# [WORK REQUIRED]
If a line in the entries below includes the string "DeployConfig", copy it out.

# [AVAILABLE RECORDS]
_ _ _ _ _
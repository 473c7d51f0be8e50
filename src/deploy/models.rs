use std::str::FromStr;

use serde::{Deserialize, Serialize};

#[derive(Debug, Clone, Copy, Serialize, Deserialize, PartialEq, Eq, Default)]
#[serde(rename_all = "snake_case")]
pub enum ApplicationStatus {
    #[default]
    Inactive,
    Active,
}

impl ApplicationStatus {
    pub fn as_str(&self) -> &'static str {
        match self {
            Self::Inactive => "inactive",
            Self::Active => "active",
        }
    }
}

impl FromStr for ApplicationStatus {
    type Err = String;

    fn from_str(s: &str) -> Result<Self, Self::Err> {
        match s {
            "inactive" => Ok(Self::Inactive),
            "active" => Ok(Self::Active),
            _ => Err(format!("Invalid application status: {}", s)),
        }
    }
}

#[derive(Debug, Clone, Serialize, Deserialize)]
pub struct Application {
    pub id: i64,
    pub name: String,
    pub description: Option<String>,
    pub repository: String,
    pub branch: String,
    pub directory: String,
    pub status: ApplicationStatus,
    pub deployed: bool,
    pub last_deploy: Option<String>,
    pub created_at: String,
    pub updated_at: String,
}

/// Fields the admin surface supplies when registering an application.
#[derive(Debug, Clone, Serialize, Deserialize)]
pub struct NewApplication {
    pub name: String,
    pub description: Option<String>,
    pub repository: String,
    pub branch: String,
    pub directory: String,
}

/// Lifecycle of one deployment attempt.
///
/// `Pending → Running → Completed | Failed`. The two terminal states are
/// never left again.
#[derive(Debug, Clone, Copy, Serialize, Deserialize, PartialEq, Eq)]
#[serde(rename_all = "snake_case")]
pub enum DeploymentStatus {
    Pending,
    Running,
    Completed,
    Failed,
}

impl DeploymentStatus {
    pub fn as_str(&self) -> &'static str {
        match self {
            Self::Pending => "pending",
            Self::Running => "running",
            Self::Completed => "completed",
            Self::Failed => "failed",
        }
    }

    pub fn is_terminal(&self) -> bool {
        matches!(self, Self::Completed | Self::Failed)
    }

    pub fn can_transition_to(&self, next: DeploymentStatus) -> bool {
        matches!(
            (self, next),
            (Self::Pending, Self::Running)
                | (Self::Pending, Self::Failed)
                | (Self::Running, Self::Completed)
                | (Self::Running, Self::Failed)
        )
    }

    /// Coarse progress for pollers. Only "not started / in progress / done /
    /// failed" is meaningful.
    pub fn progress(&self) -> u8 {
        match self {
            Self::Pending => 0,
            Self::Running => 50,
            Self::Completed => 100,
            Self::Failed => 0,
        }
    }
}

impl std::fmt::Display for DeploymentStatus {
    fn fmt(&self, f: &mut std::fmt::Formatter<'_>) -> std::fmt::Result {
        f.write_str(self.as_str())
    }
}

impl FromStr for DeploymentStatus {
    type Err = String;

    fn from_str(s: &str) -> Result<Self, Self::Err> {
        match s {
            "pending" => Ok(Self::Pending),
            "running" => Ok(Self::Running),
            "completed" => Ok(Self::Completed),
            "failed" => Ok(Self::Failed),
            _ => Err(format!("Invalid deployment status: {}", s)),
        }
    }
}

#[derive(Debug, Clone, Serialize, Deserialize)]
pub struct Deployment {
    pub id: i64,
    pub application_id: i64,
    pub commit_hash: Option<String>,
    pub status: DeploymentStatus,
    pub log: String,
    pub started_at: String,
    pub completed_at: Option<String>,
}

/// A deployment joined with the application fields the worker needs.
#[derive(Debug, Clone)]
pub struct DeploymentJob {
    pub deployment: Deployment,
    pub application: Application,
}

#[derive(Debug, Clone, Serialize, Deserialize)]
pub struct CustomEnvVar {
    pub id: i64,
    pub key: String,
    pub value: String,
    pub description: Option<String>,
    pub is_sensitive: bool,
}

impl CustomEnvVar {
    /// Value suitable for display: sensitive values are masked.
    pub fn display_value(&self) -> &str {
        if self.is_sensitive { "********" } else { &self.value }
    }
}

// API view types

#[derive(Debug, Clone, Serialize, Deserialize)]
pub struct StatusReport {
    pub deployment: Deployment,
    pub app_name: String,
    pub status: DeploymentStatus,
    pub log: String,
    pub progress: u8,
    pub started_at: String,
    pub completed_at: Option<String>,
}

#[derive(Debug, Clone, Serialize, Deserialize)]
pub struct LogView {
    pub app_name: String,
    pub deployment: Option<Deployment>,
    pub log: String,
    pub log_file: Option<String>,
}
use anyhow::{Result, bail};
use gitdeploy::config::DeployConfig;
use gitdeploy::deploy::models::NewApplication;
use gitdeploy::deploy::validate::{
    is_valid_env_key, validate_branch, validate_directory, validate_repository_url,
};

use super::setup::open_db;
use super::super::{AppCommands, EnvCommands};

pub async fn cmd_app(config: &DeployConfig, command: AppCommands) -> Result<()> {
    let db = open_db(config)?;
    match command {
        AppCommands::Add {
            name,
            repository,
            branch,
            directory,
            description,
        } => {
            validate_repository_url(&repository)?;
            validate_branch(&branch)?;
            validate_directory(&directory)?;
            let new_app = NewApplication {
                name,
                description,
                repository,
                branch,
                directory,
            };
            let app = db.call(move |db| db.create_application(&new_app)).await?;
            println!("Registered application {} ({})", app.id, app.name);
            println!("  Workspace: {}", config.workspace_dir(&app.directory).display());
        }
        AppCommands::List => {
            let apps = db.call(|db| db.list_applications()).await?;
            if apps.is_empty() {
                println!("No applications registered.");
                return Ok(());
            }
            println!(
                "{:<5} {:<20} {:<10} {:<10} {:<20} {}",
                "ID", "NAME", "STATUS", "DEPLOYED", "LAST DEPLOY", "REPOSITORY"
            );
            for app in apps {
                println!(
                    "{:<5} {:<20} {:<10} {:<10} {:<20} {} ({})",
                    app.id,
                    app.name,
                    app.status.as_str(),
                    if app.deployed { "yes" } else { "no" },
                    app.last_deploy.as_deref().unwrap_or("-"),
                    app.repository,
                    app.branch
                );
            }
        }
    }
    Ok(())
}

pub async fn cmd_env(config: &DeployConfig, command: EnvCommands) -> Result<()> {
    let db = open_db(config)?;
    match command {
        EnvCommands::Set {
            key,
            value,
            description,
            sensitive,
        } => {
            if !is_valid_env_key(&key) {
                bail!("Invalid variable name '{}': use letters, digits and underscores", key);
            }
            let var = db
                .call(move |db| db.set_env_var(&key, &value, description.as_deref(), sensitive))
                .await?;
            println!("Set {}", var.key);
        }
        EnvCommands::List => {
            let vars = db.call(|db| db.list_env_vars()).await?;
            if vars.is_empty() {
                println!("No custom environment variables defined.");
                return Ok(());
            }
            for var in vars {
                match &var.description {
                    Some(desc) => println!("{}={}  # {}", var.key, var.display_value(), desc),
                    None => println!("{}={}", var.key, var.display_value()),
                }
            }
        }
        EnvCommands::Unset { key } => {
            let lookup = key.clone();
            if db.call(move |db| db.delete_env_var(&lookup)).await? {
                println!("Removed {}", key);
            } else {
                bail!("Variable '{}' is not defined", key);
            }
        }
    }
    Ok(())
}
_ _ _ _ _
# [REPLY]
use gitdeploy::config::DeployConfig;
pub async fn cmd_app(config: &DeployConfig, command: AppCommands) -> Result<()> {
pub async fn cmd_env(config: &DeployConfig, command: EnvCommands) -> Result<()> {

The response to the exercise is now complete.